- Plan ahead for overseas travel. Check to see if any immunizations are needed at your destination. The CDC is a good resource. If you need a vaccine, visit a travel clinic or your primary care provider four to six weeks before your trip; many immunizations need time to take effect.
- Hydrate. Skip alcohol, caffeine, and soda and drink plenty of water. Bring a refillable water bottle that you can fill up at the airport, in restaurants, and at your hotel. No matter where you travel, you’re likely to experience hot weather that’s either drier or more humid than you’re used to. Staying hydrated will keep your body cool.
- Use sun protection. Apply sunscreen with an SPF of at least 30. Reapply it every couple of hours and after getting wet—even if the product is labeled as water-resistant. Wear a hat with a wide brim and sunglasses with 100% UV protection. If you’ll be in the sun for long periods—for example, on a hike or bike ride—look into clothing with built-in ultraviolet protection.
- Bring insect repellent. Use a separate product; avoid combination products that include sunscreen and insect repellent. To prevent mosquito bites, look for products containing DEET, and steer clear of areas with standing water, where the insects are likely to breed.
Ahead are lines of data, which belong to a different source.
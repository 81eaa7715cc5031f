//! Reliability (calibration) curve over equal-width probability bins.

use tracing::{debug, warn};

use crate::bins::{centers, unit_edges};
use crate::confusion::binarize;
use crate::error::{MetricsError, check_bins, check_parallel};

/// Observed frequency of the positive class per predicted-probability bin.
#[derive(Debug, Clone, PartialEq)]
#[cfg_attr(
    feature = "serde",
    derive(serde_crate::Serialize, serde_crate::Deserialize),
    serde(crate = "serde_crate")
)]
pub struct CalibrationCurve {
    /// Midpoint of each bin.
    pub bin_centers: Vec<f64>,
    /// Mean of the 0/1 truth in each bin; NaN for an empty bin.
    pub true_proportions: Vec<f64>,
    /// Number of probabilities assigned to each bin.
    pub bin_counts: Vec<usize>,
}

impl CalibrationCurve {
    /// Bins that received at least one probability, as `(center, proportion)`.
    pub fn populated(&self) -> impl Iterator<Item = (f64, f64)> + '_ {
        self.bin_centers
            .iter()
            .zip(&self.true_proportions)
            .zip(&self.bin_counts)
            .filter(|(_, count)| **count > 0)
            .map(|((&c, &p), _)| (c, p))
    }
}

/// Index of the first bin whose upper edge exceeds `prob`.
///
/// `None` for values at or above the last edge (including exactly 1.0) and
/// for NaN. Values below 0 land in the first bin.
fn bin_of(prob: f64, upper_edges: &[f64]) -> Option<usize> {
    upper_edges.iter().position(|&edge| prob < edge)
}

/// Splits `[0, 1]` into `n_bins` equal bins and reports, for each, the share
/// of positives among the samples whose predicted probability falls in it.
///
/// A probability belongs to the first bin whose upper edge is strictly
/// greater than it. A probability of exactly 1.0 therefore belongs to no
/// bin and is left out; the number of such samples is logged. Empty bins
/// report NaN, never 0.
///
/// # Errors
///
/// [`MetricsError::LengthMismatch`] if `y_true` and `y_probs` differ in
/// length, [`MetricsError::InvalidBins`] if `n_bins` is 0.
pub fn calibration_curve<L: PartialEq>(
    y_true: &[L],
    y_probs: &[f64],
    positive_label: &L,
    n_bins: usize,
) -> Result<CalibrationCurve, MetricsError> {
    check_parallel(y_true.len(), y_probs.len())?;
    check_bins(n_bins)?;

    let truth = binarize(y_true, positive_label);
    let edges = unit_edges(n_bins);
    let upper = edges.slice(ndarray::s![1..]).to_vec();

    let mut positives = vec![0_usize; n_bins];
    let mut bin_counts = vec![0_usize; n_bins];
    let mut dropped = 0_usize;
    for (&prob, &t) in y_probs.iter().zip(&truth) {
        match bin_of(prob, &upper) {
            Some(b) => {
                bin_counts[b] += 1;
                positives[b] += usize::from(t);
            }
            None => dropped += 1,
        }
    }
    if dropped > 0 {
        warn!(dropped, "probabilities at or above 1.0 fall outside every bin");
    }

    let true_proportions = positives
        .iter()
        .zip(&bin_counts)
        .map(|(&pos, &n)| {
            if n == 0 {
                f64::NAN
            } else {
                pos as f64 / n as f64
            }
        })
        .collect();

    debug!(n_bins, n_samples = y_probs.len(), "computed calibration curve");
    Ok(CalibrationCurve {
        bin_centers: centers(&edges),
        true_proportions,
        bin_counts,
    })
}
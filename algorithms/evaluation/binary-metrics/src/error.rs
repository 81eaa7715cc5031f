//! Error type for the evaluation utilities.

/// Error type for all fallible operations in the binary-metrics crate.
///
/// Degenerate ratios (a zero denominator) are never errors; they evaluate
/// to 0 instead.
#[derive(Debug, Clone, PartialEq, Eq, thiserror::Error)]
pub enum MetricsError {
    /// Ground truth and predictions are not parallel.
    #[error("y_true has {truth} entries but predictions have {predicted}")]
    LengthMismatch {
        /// Length of the ground truth.
        truth: usize,
        /// Length of the predictions or probabilities.
        predicted: usize,
    },

    /// Binning requires at least one bin.
    #[error("n_bins must be >= 1, got {n_bins}")]
    InvalidBins {
        /// The rejected bin count.
        n_bins: usize,
    },

    /// A mesh grid needs at least two points per axis.
    #[error("grid needs at least 2 points per axis, got {n}")]
    InvalidGridSize {
        /// The rejected resolution.
        n: usize,
    },

    /// Mesh grids are only defined for two feature columns.
    #[error("mesh grid needs exactly 2 feature columns, got {ncols}")]
    NotTwoDimensional {
        /// Columns in the feature matrix.
        ncols: usize,
    },

    /// A mesh grid cannot be built around zero samples.
    #[error("cannot build a mesh grid around an empty feature matrix")]
    EmptyFeatures,

    /// The probability matrix does not line up with the grid.
    #[error(
        "probability matrix is {rows}x{cols}, expected {expected_rows} rows and a column below {cols} (got {column})"
    )]
    ProbabilityShape {
        rows: usize,
        cols: usize,
        expected_rows: usize,
        column: usize,
    },
}

/// Fails unless `truth` and `predicted` have the same length.
pub(crate) fn check_parallel(truth: usize, predicted: usize) -> Result<(), MetricsError> {
    if truth != predicted {
        return Err(MetricsError::LengthMismatch { truth, predicted });
    }
    Ok(())
}

pub(crate) fn check_bins(n_bins: usize) -> Result<(), MetricsError> {
    if n_bins == 0 {
        return Err(MetricsError::InvalidBins { n_bins });
    }
    Ok(())
}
If you’re severely allergic to stinging insects, keep your auto-injectible epinephrine handy—and check the expiration date before you pack it.
- Stay active. Exercise will boost your energy and mood. It can also counterbalance heavy restaurant meals you may eat while you’re away. If you’re in a car, on a flight, or even lounging at the beach, take a break and walk once every two hours. This will get your blood circulating and prevent serious blood clots from forming.
- Pack healthy snacks. Food options at airports and roadside rest stops aren’t always healthy. Pack sandwiches, fruits and vegetables, granola bars, and trail mix to keep you fueled while you’re on the road.
- Be water-safe. Children should be supervised at all times while at the pool or beach, and all adults should be trained in CPR. Look for community swim lessons to make sure all family members have basic water skills.
- Wear protective gear. This means a helmet when bicycling, a life jacket when boating, and closed, supportive shoes for hiking. (Save the flip-flops for the beach or poolside.)
- Pack a first aid kit. In addition to bandages, antibiotic ointment, and pain relievers, you’ll want to pack tweezers, over-the-counter anti-diarrheal medicine, laxatives, and—if you’ll be on the water—anti-motion sickness medicine. If you’re bringing prescription medications, check how they should be stored.